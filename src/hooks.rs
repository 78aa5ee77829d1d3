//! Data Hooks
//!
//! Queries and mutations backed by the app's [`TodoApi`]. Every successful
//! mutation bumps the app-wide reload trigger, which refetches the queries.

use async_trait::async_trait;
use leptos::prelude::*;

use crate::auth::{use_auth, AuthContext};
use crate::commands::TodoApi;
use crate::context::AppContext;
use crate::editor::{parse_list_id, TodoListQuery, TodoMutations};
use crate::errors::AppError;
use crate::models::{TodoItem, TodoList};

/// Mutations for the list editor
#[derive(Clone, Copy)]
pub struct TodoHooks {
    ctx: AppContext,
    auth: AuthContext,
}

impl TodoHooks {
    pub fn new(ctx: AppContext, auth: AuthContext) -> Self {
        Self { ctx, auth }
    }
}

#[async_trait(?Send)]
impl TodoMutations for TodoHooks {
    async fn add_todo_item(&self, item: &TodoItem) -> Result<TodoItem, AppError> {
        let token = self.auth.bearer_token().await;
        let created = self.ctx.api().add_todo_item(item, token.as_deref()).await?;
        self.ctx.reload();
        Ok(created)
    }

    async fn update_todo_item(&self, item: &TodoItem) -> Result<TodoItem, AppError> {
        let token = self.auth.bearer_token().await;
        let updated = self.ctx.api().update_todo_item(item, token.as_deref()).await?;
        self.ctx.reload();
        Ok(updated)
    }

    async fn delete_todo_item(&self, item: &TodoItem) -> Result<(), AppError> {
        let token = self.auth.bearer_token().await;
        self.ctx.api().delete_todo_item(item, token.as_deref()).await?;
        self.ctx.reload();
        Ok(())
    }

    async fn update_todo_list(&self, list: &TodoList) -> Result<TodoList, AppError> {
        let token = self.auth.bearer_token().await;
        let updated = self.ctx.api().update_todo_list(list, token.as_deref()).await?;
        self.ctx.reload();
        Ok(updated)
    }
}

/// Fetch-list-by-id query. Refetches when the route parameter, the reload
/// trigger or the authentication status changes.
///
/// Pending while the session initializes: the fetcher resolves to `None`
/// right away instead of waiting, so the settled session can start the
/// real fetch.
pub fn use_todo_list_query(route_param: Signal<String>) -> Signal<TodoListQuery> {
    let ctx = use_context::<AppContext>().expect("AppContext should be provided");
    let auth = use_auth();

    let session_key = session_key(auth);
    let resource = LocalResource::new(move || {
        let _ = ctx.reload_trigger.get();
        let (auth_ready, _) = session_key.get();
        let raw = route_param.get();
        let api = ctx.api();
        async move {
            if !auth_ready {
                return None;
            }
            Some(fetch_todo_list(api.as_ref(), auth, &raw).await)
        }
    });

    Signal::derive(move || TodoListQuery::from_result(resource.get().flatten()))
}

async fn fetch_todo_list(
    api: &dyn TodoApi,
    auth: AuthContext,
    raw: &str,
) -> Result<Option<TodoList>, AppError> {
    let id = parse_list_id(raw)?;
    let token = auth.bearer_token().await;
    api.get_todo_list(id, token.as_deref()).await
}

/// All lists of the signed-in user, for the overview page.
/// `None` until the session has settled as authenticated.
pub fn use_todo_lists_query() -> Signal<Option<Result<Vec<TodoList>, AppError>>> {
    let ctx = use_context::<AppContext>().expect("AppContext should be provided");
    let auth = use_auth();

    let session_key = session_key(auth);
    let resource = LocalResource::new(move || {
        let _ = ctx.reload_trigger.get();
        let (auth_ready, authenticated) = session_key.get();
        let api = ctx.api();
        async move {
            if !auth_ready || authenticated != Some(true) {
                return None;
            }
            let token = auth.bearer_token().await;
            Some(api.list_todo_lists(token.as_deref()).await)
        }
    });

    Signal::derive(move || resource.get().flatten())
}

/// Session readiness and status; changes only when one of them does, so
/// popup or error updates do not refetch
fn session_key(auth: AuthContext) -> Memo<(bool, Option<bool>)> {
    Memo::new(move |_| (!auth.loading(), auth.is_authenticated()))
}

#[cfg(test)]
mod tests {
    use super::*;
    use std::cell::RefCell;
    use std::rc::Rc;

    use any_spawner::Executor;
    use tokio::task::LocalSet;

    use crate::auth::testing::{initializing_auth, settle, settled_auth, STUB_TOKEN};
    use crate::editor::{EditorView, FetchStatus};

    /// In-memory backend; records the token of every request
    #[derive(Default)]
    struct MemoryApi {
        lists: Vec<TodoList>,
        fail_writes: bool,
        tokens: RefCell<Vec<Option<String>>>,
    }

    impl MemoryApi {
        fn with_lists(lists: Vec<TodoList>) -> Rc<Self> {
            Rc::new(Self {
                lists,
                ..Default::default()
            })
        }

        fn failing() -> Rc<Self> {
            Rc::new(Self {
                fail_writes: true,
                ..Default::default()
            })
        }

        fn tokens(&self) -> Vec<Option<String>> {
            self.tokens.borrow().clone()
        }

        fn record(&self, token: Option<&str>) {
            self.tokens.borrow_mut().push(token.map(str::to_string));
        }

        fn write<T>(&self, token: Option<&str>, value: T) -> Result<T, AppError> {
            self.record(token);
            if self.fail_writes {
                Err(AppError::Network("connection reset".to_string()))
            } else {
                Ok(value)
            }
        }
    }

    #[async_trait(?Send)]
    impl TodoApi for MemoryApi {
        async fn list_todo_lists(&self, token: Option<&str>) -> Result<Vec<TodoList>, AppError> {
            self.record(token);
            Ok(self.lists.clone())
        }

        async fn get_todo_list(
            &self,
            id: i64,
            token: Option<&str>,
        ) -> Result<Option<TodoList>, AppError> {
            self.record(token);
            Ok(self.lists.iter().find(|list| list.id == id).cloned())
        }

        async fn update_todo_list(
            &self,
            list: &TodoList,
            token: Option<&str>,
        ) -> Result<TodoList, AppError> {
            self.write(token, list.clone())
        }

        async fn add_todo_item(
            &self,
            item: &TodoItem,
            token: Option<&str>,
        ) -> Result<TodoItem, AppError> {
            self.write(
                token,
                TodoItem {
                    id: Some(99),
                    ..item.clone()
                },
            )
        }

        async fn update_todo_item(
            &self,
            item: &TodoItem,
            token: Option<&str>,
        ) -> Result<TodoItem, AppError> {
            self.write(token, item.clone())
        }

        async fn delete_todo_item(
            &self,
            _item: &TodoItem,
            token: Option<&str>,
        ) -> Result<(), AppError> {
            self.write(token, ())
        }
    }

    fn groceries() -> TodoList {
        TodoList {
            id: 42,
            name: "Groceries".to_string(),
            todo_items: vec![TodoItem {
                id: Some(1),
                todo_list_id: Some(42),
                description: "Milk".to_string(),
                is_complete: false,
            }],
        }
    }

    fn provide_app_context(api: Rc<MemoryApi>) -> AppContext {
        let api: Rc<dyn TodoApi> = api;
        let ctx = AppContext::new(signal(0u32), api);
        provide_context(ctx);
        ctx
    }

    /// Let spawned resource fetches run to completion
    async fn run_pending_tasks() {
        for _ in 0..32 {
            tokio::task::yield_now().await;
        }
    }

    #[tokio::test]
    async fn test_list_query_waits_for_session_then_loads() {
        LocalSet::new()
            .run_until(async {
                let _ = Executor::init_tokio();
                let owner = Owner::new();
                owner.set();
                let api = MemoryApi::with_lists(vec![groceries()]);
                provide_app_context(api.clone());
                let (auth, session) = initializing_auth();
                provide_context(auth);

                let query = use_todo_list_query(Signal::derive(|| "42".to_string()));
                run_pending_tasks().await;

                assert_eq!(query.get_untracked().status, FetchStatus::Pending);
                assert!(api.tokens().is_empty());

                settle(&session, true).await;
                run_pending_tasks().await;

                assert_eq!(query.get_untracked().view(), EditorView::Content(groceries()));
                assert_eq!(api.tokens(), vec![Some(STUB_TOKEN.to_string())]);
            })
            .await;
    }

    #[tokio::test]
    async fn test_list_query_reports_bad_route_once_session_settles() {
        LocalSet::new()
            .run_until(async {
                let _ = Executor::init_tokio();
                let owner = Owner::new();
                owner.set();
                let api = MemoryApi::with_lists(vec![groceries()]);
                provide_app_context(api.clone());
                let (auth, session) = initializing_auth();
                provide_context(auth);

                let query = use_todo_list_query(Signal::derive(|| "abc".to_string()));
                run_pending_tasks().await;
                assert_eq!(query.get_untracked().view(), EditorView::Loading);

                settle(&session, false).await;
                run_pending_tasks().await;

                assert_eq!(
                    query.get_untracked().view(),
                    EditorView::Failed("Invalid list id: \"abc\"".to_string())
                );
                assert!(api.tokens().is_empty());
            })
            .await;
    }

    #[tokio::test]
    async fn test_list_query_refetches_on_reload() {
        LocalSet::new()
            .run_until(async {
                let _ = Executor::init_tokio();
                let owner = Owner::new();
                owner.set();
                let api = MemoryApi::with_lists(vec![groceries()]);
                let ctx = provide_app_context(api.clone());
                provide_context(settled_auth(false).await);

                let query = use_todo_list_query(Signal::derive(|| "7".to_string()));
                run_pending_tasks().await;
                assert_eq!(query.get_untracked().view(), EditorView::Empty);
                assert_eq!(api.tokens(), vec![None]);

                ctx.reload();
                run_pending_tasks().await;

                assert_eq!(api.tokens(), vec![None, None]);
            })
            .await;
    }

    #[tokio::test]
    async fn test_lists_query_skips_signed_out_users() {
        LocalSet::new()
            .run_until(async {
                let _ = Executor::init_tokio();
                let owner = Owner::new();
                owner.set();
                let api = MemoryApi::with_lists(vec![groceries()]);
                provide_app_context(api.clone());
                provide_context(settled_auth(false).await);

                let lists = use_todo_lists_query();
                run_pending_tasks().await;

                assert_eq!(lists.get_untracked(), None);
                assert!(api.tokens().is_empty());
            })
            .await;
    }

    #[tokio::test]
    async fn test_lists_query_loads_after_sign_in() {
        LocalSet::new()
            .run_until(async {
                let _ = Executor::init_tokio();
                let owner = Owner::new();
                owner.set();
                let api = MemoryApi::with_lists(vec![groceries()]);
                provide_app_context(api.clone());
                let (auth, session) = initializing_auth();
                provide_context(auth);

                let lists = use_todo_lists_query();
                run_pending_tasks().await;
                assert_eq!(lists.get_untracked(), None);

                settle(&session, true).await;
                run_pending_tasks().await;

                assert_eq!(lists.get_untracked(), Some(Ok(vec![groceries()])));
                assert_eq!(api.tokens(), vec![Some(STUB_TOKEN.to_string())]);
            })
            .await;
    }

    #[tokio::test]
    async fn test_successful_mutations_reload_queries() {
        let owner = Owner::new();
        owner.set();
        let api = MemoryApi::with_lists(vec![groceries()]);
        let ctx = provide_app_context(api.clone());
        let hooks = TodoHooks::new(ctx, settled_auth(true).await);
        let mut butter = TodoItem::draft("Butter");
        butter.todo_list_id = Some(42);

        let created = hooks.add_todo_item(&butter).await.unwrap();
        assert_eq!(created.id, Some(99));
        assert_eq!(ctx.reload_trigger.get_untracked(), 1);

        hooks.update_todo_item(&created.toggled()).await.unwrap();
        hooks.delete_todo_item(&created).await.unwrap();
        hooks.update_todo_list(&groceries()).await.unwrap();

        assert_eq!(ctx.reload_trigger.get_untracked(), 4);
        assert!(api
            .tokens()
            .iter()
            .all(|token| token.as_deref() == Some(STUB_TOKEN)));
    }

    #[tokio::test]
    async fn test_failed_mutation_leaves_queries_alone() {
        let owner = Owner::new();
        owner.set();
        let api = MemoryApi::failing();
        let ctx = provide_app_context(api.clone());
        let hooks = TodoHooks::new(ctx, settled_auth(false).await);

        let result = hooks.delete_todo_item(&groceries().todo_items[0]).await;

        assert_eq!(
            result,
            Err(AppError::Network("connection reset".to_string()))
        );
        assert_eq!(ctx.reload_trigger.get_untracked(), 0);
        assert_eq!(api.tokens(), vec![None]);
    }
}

Task prompt.
Transcribe only the lines from the beginning of the entries to the line with "async fn add_todo_item(&self, item: &TodoItem)", inclusive, exactly as written.

Response area.
filename src/hooks.rs
repository 78aa5ee77829d1d3
//! Data Hooks
//!
//! Queries and mutations backed by the app's [`TodoApi`]. Every successful
//! mutation bumps the app-wide reload trigger, which refetches the queries.

use async_trait::async_trait;
use leptos::prelude::*;

use crate::auth::{use_auth, AuthContext};
use crate::commands::TodoApi;
use crate::context::AppContext;
use crate::editor::{parse_list_id, TodoListQuery, TodoMutations};
use crate::errors::AppError;
use crate::models::{TodoItem, TodoList};

/// Mutations for the list editor
#[derive(Clone, Copy)]
pub struct TodoHooks {
    ctx: AppContext,
    auth: AuthContext,
}

impl TodoHooks {
    pub fn new(ctx: AppContext, auth: AuthContext) -> Self {
        Self { ctx, auth }
    }
}

#[async_trait(?Send)]
impl TodoMutations for TodoHooks {
    async fn add_todo_item(&self, item: &TodoItem) -> Result<TodoItem, AppError> {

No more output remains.